Movie Review Sentiment Analysis

Eric D. Manley and Timothy M. Urness
Drake University
eric.manley@drake.edu, timothy.urness@drake.edu

Metadata

Summary	Students use Rotten Tomatoes movie review data to predict the sentiment of new text.
Topics	CS 1 Version: File I/O, early control structures, and accumulators/counters for the minimal version (optionally, it can include methods, arrays, lists, dictionaries, and/or min/max algorithms) CS 2 Version: Hash Tables, custom classes, string manipulation
Audience	CS1/CS2
Difficulty	CS 1 Version: Easy. CS 2 Version: Intermediate.
Strengths	Real data Simple algorithm achieves compelling results No special external libraries or software Introduce data science early in the curriculum Very extensible
Weaknesses	The naive sentiment analysis algorithm works well-enough, though it has limitations. Off the shelf, its false positive rate isn't great, but this can be fixed by simply adjusting the cutoff for which scores count as negative and which count as positive (by default, we use a cutoff of 2 since this is the score of a neutral review). Requires some string tokenizing for scoring more than a single word at a time. For the CS 1 version, we didn't want to get into at this point in the semester, so we had them score phrases by averaging scores from a file with one word per line. This obviously isn't quite as rewarding as a program that can score text in live dialogue with a user. In the CS 2 version, we used some hacky tokenization, though this could be extended to use better available libraries. CS 1 Version: in order to avoid using more advanced data structures, student programs will have to read through the same file many times in a given run which is inefficient (but still not too bad). It can be improved by storing the data in an array, list, or dictionary.
Dependencies	None
Variants	Two versions of the assignments are given targeting different levels and concepts. Each assignment contains several optional parts depending on which programming concepts need to be emphasized. We have used it in Java, Python, and C++ classes at different points in the semester depending on whether or not we wanted to store the data in some kind of data structure. Challenge students to improve on the naive algorithm, test their results using separate validation data, and compete for best results on an unlabeled test set Improve results with simple ideas: make it case insensitive, remove stop words (common words that don't carry much meaning), etc. Visualize words and phrases based on sentiment

About

This assignment uses movie reviews from the Rotten Tomatoes database to do some simple sentiment analysis. Students will write programs that use the review text and a manually labeled review score to automatically learn how negative or positive the connotations of a particular word are. This can then be used to predict the sentiment of new text with reasonably good results. For example, student programs will be able to read text like this:

The film was a breath of fresh air.

and predict that it is a positive review while predicting negative sentiment for text like this:

It made me want to poke out my eyeballs.

The data (with some pre-processing from us) is from a Sentiment Analysis project at Stanford (which used a much more sophisticated algorithm) and has been used for a Kaggle machine learning competition.

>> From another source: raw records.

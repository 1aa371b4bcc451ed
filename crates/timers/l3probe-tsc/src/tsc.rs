use l3probe_core::timer::{DurationTimer, TimerError};
use log::{debug, info, warn};
use std::time::{Duration, Instant};

/// Length of one calibration window
const CALIBRATION_WINDOW: Duration = Duration::from_millis(10);
/// Number of calibration windows, the median tick period is used
const CALIBRATION_ROUNDS: usize = 5;

/// Timer reading the time stamp counter.
pub struct TscTimer {
    tick_nanos: f64,
}

impl TscTimer {
    /// Creates a new timer and calibrates its tick period.
    ///
    /// Logs a warning if the CPU does not advertise an invariant TSC, in which case
    /// the tick period may change with the core frequency.
    ///
    /// # Errors
    ///
    /// Returns [`TimerError::Unsupported`] if the CPU does not implement `rdtscp` and
    /// [`TimerError::Calibration`] if the counter does not advance.
    pub fn new() -> Result<Self, TimerError> {
        if !has_rdtscp() {
            return Err(TimerError::Unsupported("CPU does not support rdtscp"));
        }
        if !has_invariant_tsc() {
            warn!("TSC is not invariant, timings may depend on the core frequency");
        }
        let tick_nanos = calibrate()?;
        info!(
            "Calibrated TSC: {:.4} ns per tick ({:.3} GHz)",
            tick_nanos,
            1.0 / tick_nanos
        );
        Ok(TscTimer { tick_nanos })
    }

    /// Creates a timer with a known tick period, skipping calibration.
    #[cfg(target_arch = "x86_64")]
    pub fn with_tick_nanos(tick_nanos: f64) -> Self {
        TscTimer { tick_nanos }
    }
}

impl DurationTimer for TscTimer {
    fn name(&self) -> &'static str {
        "tsc"
    }

    #[inline(always)]
    fn now(&self) -> u64 {
        rdtscp_fenced()
    }

    fn tick_nanos(&self) -> f64 {
        self.tick_nanos
    }
}

fn calibrate() -> Result<f64, TimerError> {
    let mut periods = Vec::with_capacity(CALIBRATION_ROUNDS);
    for _ in 0..CALIBRATION_ROUNDS {
        let start = Instant::now();
        let start_tsc = rdtscp_fenced();
        while start.elapsed() < CALIBRATION_WINDOW {
            std::hint::spin_loop();
        }
        let end_tsc = rdtscp_fenced();
        let elapsed = start.elapsed();
        let ticks = end_tsc
            .checked_sub(start_tsc)
            .filter(|&ticks| ticks > 0)
            .ok_or_else(|| {
                TimerError::Calibration(format!(
                    "TSC did not advance ({} -> {})",
                    start_tsc, end_tsc
                ))
            })?;
        let period = elapsed.as_nanos() as f64 / ticks as f64;
        debug!("Calibration window: {} ticks in {:?}", ticks, elapsed);
        periods.push(period);
    }
    periods.sort_by(f64::total_cmp);
    Ok(periods[periods.len() / 2])
}

#[cfg(target_arch = "x86_64")]
#[inline(always)]
fn rdtscp_fenced() -> u64 {
    use std::arch::x86_64::{__rdtscp, _mm_lfence, _mm_mfence};
    unsafe {
        let mut aux = 0;
        _mm_mfence();
        let time = __rdtscp(&mut aux);
        _mm_lfence();
        time
    }
}

#[cfg(not(target_arch = "x86_64"))]
fn rdtscp_fenced() -> u64 {
    unreachable!("TscTimer is never constructed on this architecture")
}

#[cfg(target_arch = "x86_64")]
#[allow(unused_unsafe)]
fn max_extended_leaf() -> u32 {
    use std::arch::x86_64::__cpuid;
    unsafe { __cpuid(0x8000_0000) }.eax
}

#[cfg(target_arch = "x86_64")]
#[allow(unused_unsafe)]
fn has_rdtscp() -> bool {
    use std::arch::x86_64::__cpuid;
    max_extended_leaf() >= 0x8000_0001 && unsafe { __cpuid(0x8000_0001) }.edx & (1 << 27) != 0
}

#[cfg(target_arch = "x86_64")]
#[allow(unused_unsafe)]
fn has_invariant_tsc() -> bool {
    use std::arch::x86_64::__cpuid;
    max_extended_leaf() >= 0x8000_0007 && unsafe { __cpuid(0x8000_0007) }.edx & (1 << 8) != 0
}

#[cfg(not(target_arch = "x86_64"))]
fn has_rdtscp() -> bool {
    false
}

#[cfg(not(target_arch = "x86_64"))]
fn has_invariant_tsc() -> bool {
    false
}

#[cfg(all(test, target_arch = "x86_64"))]
mod tests {
    use super::TscTimer;
    use l3probe_core::timer::{DurationTimer, Stopwatch};
    use std::time::Duration;

    #[test]
    fn test_with_tick_nanos() {
        let timer = TscTimer::with_tick_nanos(0.5);
        assert_eq!(timer.tick_nanos(), 0.5);
        assert_eq!(timer.name(), "tsc");
        let a = timer.now();
        let b = timer.now();
        assert!(b >= a);
    }

    #[test]
    #[ignore]
    fn test_calibrated_sleep() -> Result<(), l3probe_core::timer::TimerError> {
        let timer = TscTimer::new()?;
        let watch = Stopwatch::start(&timer);
        std::thread::sleep(Duration::from_millis(20));
        let nanos = watch.elapsed_nanos();
        assert!(nanos > 15_000_000.0, "measured {} ns", nanos);
        assert!(nanos < 200_000_000.0, "measured {} ns", nanos);
        Ok(())
    }
}
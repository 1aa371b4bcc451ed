use std::hint::black_box;

use crate::memory::{BytePointer, Memory, MemoryError, read_u32_volatile};
use crate::util::{READ_WIDTH, SWEEP_TAIL_DIVISOR, Size};
use log::debug;

/// Buffer that displaces the probe line from the cache hierarchy.
///
/// A sweep reads one 32-bit word every `stride` bytes, in ascending order, over the
/// first `len - len / 1024` bytes of the buffer.
#[derive(Debug)]
pub struct EvictionBuffer {
    memory: Memory,
    stride: usize,
    reads: usize,
}

impl EvictionBuffer {
    /// Maps an eviction buffer of `len` bytes swept with the given stride.
    ///
    /// # Errors
    ///
    /// Returns an error if the buffer cannot be mapped.
    ///
    /// # Panics
    ///
    /// Panics if `stride` is zero.
    pub fn new(len: usize, stride: usize) -> Result<Self, MemoryError> {
        assert!(stride > 0, "eviction stride must be greater than 0");
        let memory = Memory::mmap(len)?;
        let reads = Self::sweep_reads(len, stride);
        debug!(
            "Eviction buffer: {} swept every {} bytes ({} reads)",
            Size::from_bytes(len),
            stride,
            reads
        );
        Ok(EvictionBuffer {
            memory,
            stride,
            reads,
        })
    }

    /// Number of reads one sweep performs over a buffer of `len` bytes.
    ///
    /// Floor division keeps every read inside the sweep extent, and the result is
    /// further bounded so that the last [`READ_WIDTH`]-byte read ends inside the buffer.
    ///
    /// ```
    /// use l3probe_core::EvictionBuffer;
    ///
    /// assert_eq!(EvictionBuffer::sweep_reads(8192 * 1024, 64), 8192 * 1023 / 64);
    /// assert_eq!(EvictionBuffer::sweep_reads(3, 1), 0);
    /// ```
    pub const fn sweep_reads(len: usize, stride: usize) -> usize {
        if stride == 0 || len < READ_WIDTH {
            return 0;
        }
        let extent = len - len / SWEEP_TAIL_DIVISOR;
        let in_extent = extent / stride;
        let in_bounds = (len - READ_WIDTH) / stride + 1;
        if in_extent < in_bounds {
            in_extent
        } else {
            in_bounds
        }
    }

    /// Reads every stride of the sweep extent once.
    ///
    /// Returns the wrapping sum of all words read.
    #[inline(never)]
    pub fn sweep(&self) -> u32 {
        let base = self.memory.ptr() as *const u8;
        let mut sink = 0u32;
        for i in 0..self.reads {
            // i * stride + READ_WIDTH <= len, see sweep_reads
            let word = unsafe { read_u32_volatile(base.add(i * self.stride)) };
            sink = sink.wrapping_add(word);
        }
        black_box(sink)
    }

    /// Reads per sweep.
    pub fn reads(&self) -> usize {
        self.reads
    }

    /// Sweep stride in bytes.
    pub fn stride(&self) -> usize {
        self.stride
    }

    /// Buffer length in bytes.
    pub fn len(&self) -> usize {
        self.memory.len()
    }

    /// Always false, the buffer is never empty.
    pub fn is_empty(&self) -> bool {
        self.memory.len() == 0
    }
}
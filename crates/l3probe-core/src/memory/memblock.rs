use super::{BytePointer, MemoryError};
use crate::util::{FILL_BYTE, Size, mmap, munmap};
use log::debug;

/// A managed memory region.
///
/// Owns an anonymous mapping of `len` bytes. Every page is populated and written
/// before the region is handed out. The mapping is released when the block is dropped.
#[derive(Debug)]
pub struct Memory {
    ptr: *mut u8,
    len: usize,
}

unsafe impl Send for Memory {}

impl Memory {
    /// Allocates memory using mmap.
    ///
    /// Creates a private anonymous mapping of the specified size with
    /// read/write permissions, filled with [`FILL_BYTE`].
    ///
    /// # Errors
    ///
    /// Returns [`MemoryError::ZeroSizeLayout`] for `size == 0` and
    /// [`MemoryError::Mmap`] if the kernel refuses the mapping.
    pub fn mmap(size: usize) -> Result<Self, MemoryError> {
        if size == 0 {
            return Err(MemoryError::ZeroSizeLayout);
        }
        let ptr = mmap(size, FILL_BYTE)?;
        debug!("Allocated {} at {:p}", Size::from_bytes(size), ptr);
        Ok(Memory { ptr, len: size })
    }
}

impl Drop for Memory {
    fn drop(&mut self) {
        unsafe { munmap(self.ptr, self.len) };
    }
}

impl BytePointer for Memory {
    fn addr(&self, offset: usize) -> *mut u8 {
        assert!(
            offset < self.len,
            "Memory::addr failed. Offset {} >= {}",
            offset,
            self.len
        );
        unsafe { self.ptr.byte_add(offset) }
    }
    fn ptr(&self) -> *mut u8 {
        self.ptr
    }
    fn len(&self) -> usize {
        self.len
    }
}
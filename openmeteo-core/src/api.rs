use std::fmt::Debug;

use async_trait::async_trait;

use crate::{Coordinate, CurrentWeather, WeatherClient, WeatherError};

/// Anything that can answer "what is the weather at this coordinate right now".
///
/// [`WeatherClient`] is the real implementation; callers that want to stub the
/// service out entirely can hold a `Box<dyn WeatherApi>` instead.
#[async_trait]
pub trait WeatherApi: Send + Sync + Debug {
    async fn current(&self, coordinate: Coordinate) -> Result<CurrentWeather, WeatherError>;
}

#[async_trait]
impl WeatherApi for WeatherClient {
    async fn current(&self, coordinate: Coordinate) -> Result<CurrentWeather, WeatherError> {
        WeatherClient::current(self, coordinate).await
    }
}

#[cfg(test)]
mod tests {
    use super::*;
    use crate::ClientConfig;

    #[tokio::test]
    async fn trait_object_validates_before_any_io() {
        let client = WeatherClient::new(ClientConfig::default()).unwrap();
        let api: Box<dyn WeatherApi> = Box::new(client);

        let err = api.current(Coordinate::new(120.0, 0.0)).await.unwrap_err();
        assert!(matches!(err, WeatherError::Validation(_)));
    }
}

We have provided two examples of projects based on this idea that we have used in a CS 1 course and a CS 2 course, though there are many extensions that could be made for these or other higher-level courses.

Materials

Movie review data file. We removed all of the partial reviews from the Kaggle data and reformatted it to make it a little easier for students to read into their programs.
CS 1 Assignment Handout. In this assignment, students use the data to determine the sentiment of individual words and practice common early CS 1 concepts like control structures, file I/O, accumulators/counters, min/max algorithm, and methods.
CS 1 Starter Code. This code shows how to read the different fields of the movie review data and search for words within reviews. This is short and can be developed live with students or given ahead of time.
CS 2 Assignment Handout. In this assignment, students predict the sentiment of larger pieces of text. The assignment requires appropriate data structures (e.g. hash tables, custom classes) to increase the search speed and reduce the need for excessive file access.
CS 2 Starter Code. This code shows how to read the movie review data. It also provides the .h files for the custom class and hash table functions that need to be implemented.